> [What to do]: Below are some entries; set them all down exactly.

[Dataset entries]
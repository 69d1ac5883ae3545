//! The `lexilearn screen` command.

use std::io::{self, BufRead, Write};
use std::path::PathBuf;

use anyhow::{bail, Context, Result};
use comfy_table::{Cell, Table};

use lexilearn_core::parser;
use lexilearn_core::screening::{builtin_questionnaire, Questionnaire, ScreeningResult, DISCLAIMER};

fn parse_answers(raw: &str) -> Result<Vec<u32>> {
    raw.split(',')
        .map(|s| {
            s.trim()
                .parse::<u32>()
                .map_err(|_| anyhow::anyhow!("invalid answer value: '{}'", s.trim()))
        })
        .collect()
}

/// Ask each question on stdout and read the chosen option number.
fn ask<R: BufRead, W: Write>(
    questionnaire: &Questionnaire,
    input: R,
    out: &mut W,
) -> Result<Vec<u32>> {
    let mut lines = input.lines();
    let mut values = Vec::with_capacity(questionnaire.len());

    for (n, question) in questionnaire.questions().iter().enumerate() {
        writeln!(out, "\n{}. {}", n + 1, question.text)?;
        for option in &question.options {
            writeln!(out, "   {}) {}", option.value, option.label)?;
        }
        loop {
            write!(out, "> ")?;
            out.flush()?;
            let Some(line) = lines.next() else {
                bail!("questionnaire not finished ({} of {} answered)", n, questionnaire.len());
            };
            match line?.trim().parse::<u32>() {
                Ok(value) if value <= question.max_value() => {
                    values.push(value);
                    break;
                }
                _ => writeln!(out, "Please enter 0-{}.", question.max_value())?,
            }
        }
    }
    Ok(values)
}

fn print_result(result: &ScreeningResult) {
    let mut table = Table::new();
    table.set_header(vec!["Score", "Percentage", "Result"]);
    table.add_row(vec![
        Cell::new(format!("{}/{}", result.raw, result.max)),
        Cell::new(format!("{:.0}%", result.percentage)),
        Cell::new(result.band.label()),
    ]);

    println!("\n{table}");
    println!("\n{}", result.band.description());
    println!("{}", result.band.advice());
    println!("\n{DISCLAIMER}");
}

pub fn execute(
    answers: Option<String>,
    questionnaire_path: Option<PathBuf>,
    format: String,
) -> Result<()> {
    let questionnaire = match &questionnaire_path {
        Some(path) => parser::parse_questionnaire(path)?,
        None => builtin_questionnaire(),
    };

    let values = match answers {
        Some(raw) => parse_answers(&raw)?,
        None => {
            println!("{DISCLAIMER}");
            let stdin = io::stdin();
            ask(&questionnaire, stdin.lock(), &mut io::stdout())?
        }
    };
    anyhow::ensure!(
        values.len() == questionnaire.len(),
        "expected {} answers, got {}",
        questionnaire.len(),
        values.len()
    );

    let result = questionnaire
        .score(&questionnaire.answers_in_order(&values))
        .context("could not score answers")?;

    match format.as_str() {
        "json" => println!("{}", serde_json::to_string_pretty(&result)?),
        _ => print_result(&result),
    }
    Ok(())
}

#[cfg(test)]
mod tests {
    use super::*;
    use std::io::Cursor;

    #[test]
    fn parse_answer_list() {
        assert_eq!(parse_answers("0, 1,2").unwrap(), vec![0, 1, 2]);
        assert!(parse_answers("0,x").is_err());
    }

    #[test]
    fn ask_reprompts_on_bad_input() {
        let questionnaire = builtin_questionnaire();
        let input = format!("9\nabc\n1\n{}", "0\n".repeat(11));
        let mut out = Vec::new();
        let values = ask(&questionnaire, Cursor::new(input), &mut out).unwrap();
        assert_eq!(values.len(), 12);
        assert_eq!(values[0], 1);
        let text = String::from_utf8(out).unwrap();
        assert!(text.contains("Please enter 0-2."));
    }

    #[test]
    fn ask_fails_on_early_eof() {
        let questionnaire = builtin_questionnaire();
        let mut out = Vec::new();
        let err = ask(&questionnaire, Cursor::new("1\n"), &mut out).unwrap_err();
        assert!(err.to_string().contains("1 of 12 answered"));
    }
}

> [Worked solution]:
repository 69d1ac5883ae3545
//! The `lexilearn screen` command.

use std::io::{self, BufRead, Write};
use std::path::PathBuf;

use anyhow::{bail, Context, Result};
use comfy_table::{Cell, Table};

use lexilearn_core::parser;
use lexilearn_core::screening::{builtin_questionnaire, Questionnaire, ScreeningResult, DISCLAIMER};

fn parse_answers(raw: &str) -> Result<Vec<u32>> {
    raw.split(',')
        .map(|s| {
            s.trim()
                .parse::<u32>()
                .map_err(|_| anyhow::anyhow!("invalid answer value: '{}'", s.trim()))
        })
        .collect()
}

/// Ask each question on stdout and read the chosen option number.
fn ask<R: BufRead, W: Write>(
    questionnaire: &Questionnaire,
    input: R,
    out: &mut W,
) -> Result<Vec<u32>> {
    let mut lines = input.lines();
    let mut values = Vec::with_capacity(questionnaire.len());

    for (n, question) in questionnaire.questions().iter().enumerate() {
        writeln!(out, "\n{}. {}", n + 1, question.text)?;
        for option in &question.options {
            writeln!(out, "   {}) {}", option.value, option.label)?;
        }
        loop {
            write!(out, "> ")?;
            out.flush()?;
            let Some(line) = lines.next() else {
                bail!("questionnaire not finished ({} of {} answered)", n, questionnaire.len());
            };
            match line?.trim().parse::<u32>() {
                Ok(value) if value <= question.max_value() => {
                    values.push(value);
                    break;
                }
                _ => writeln!(out, "Please enter 0-{}.", question.max_value())?,
            }
        }
    }
    Ok(values)
}

fn print_result(result: &ScreeningResult) {
    let mut table = Table::new();
    table.set_header(vec!["Score", "Percentage", "Result"]);
    table.add_row(vec![
        Cell::new(format!("{}/{}", result.raw, result.max)),
        Cell::new(format!("{:.0}%", result.percentage)),
        Cell::new(result.band.label()),
    ]);

    println!("\n{table}");
    println!("\n{}", result.band.description());
    println!("{}", result.band.advice());
    println!("\n{DISCLAIMER}");
}

pub fn execute(
    answers: Option<String>,
    questionnaire_path: Option<PathBuf>,
    format: String,
) -> Result<()> {
    let questionnaire = match &questionnaire_path {
        Some(path) => parser::parse_questionnaire(path)?,
        None => builtin_questionnaire(),
    };

    let values = match answers {
        Some(raw) => parse_answers(&raw)?,
        None => {
            println!("{DISCLAIMER}");
            let stdin = io::stdin();
            ask(&questionnaire, stdin.lock(), &mut io::stdout())?
        }
    };
    anyhow::ensure!(
        values.len() == questionnaire.len(),
        "expected {} answers, got {}",
        questionnaire.len(),
        values.len()
    );

    let result = questionnaire
        .score(&questionnaire.answers_in_order(&values))
        .context("could not score answers")?;

    match format.as_str() {
        "json" => println!("{}", serde_json::to_string_pretty(&result)?),
        _ => print_result(&result),
    }
    Ok(())
}

#[cfg(test)]
mod tests {
    use super::*;
    use std::io::Cursor;

    #[test]
    fn parse_answer_list() {
        assert_eq!(parse_answers("0, 1,2").unwrap(), vec![0, 1, 2]);
        assert!(parse_answers("0,x").is_err());
    }

    #[test]
    fn ask_reprompts_on_bad_input() {
        let questionnaire = builtin_questionnaire();
        let input = format!("9\nabc\n1\n{}", "0\n".repeat(11));
        let mut out = Vec::new();
        let values = ask(&questionnaire, Cursor::new(input), &mut out).unwrap();
        assert_eq!(values.len(), 12);
        assert_eq!(values[0], 1);
        let text = String::from_utf8(out).unwrap();
        assert!(text.contains("Please enter 0-2."));
    }

    #[test]
    fn ask_fails_on_early_eof() {
        let questionnaire = builtin_questionnaire();
        let mut out = Vec::new();
        let err = ask(&questionnaire, Cursor::new("1\n"), &mut out).unwrap_err();
        assert!(err.to_string().contains("1 of 12 answered"));
    }
}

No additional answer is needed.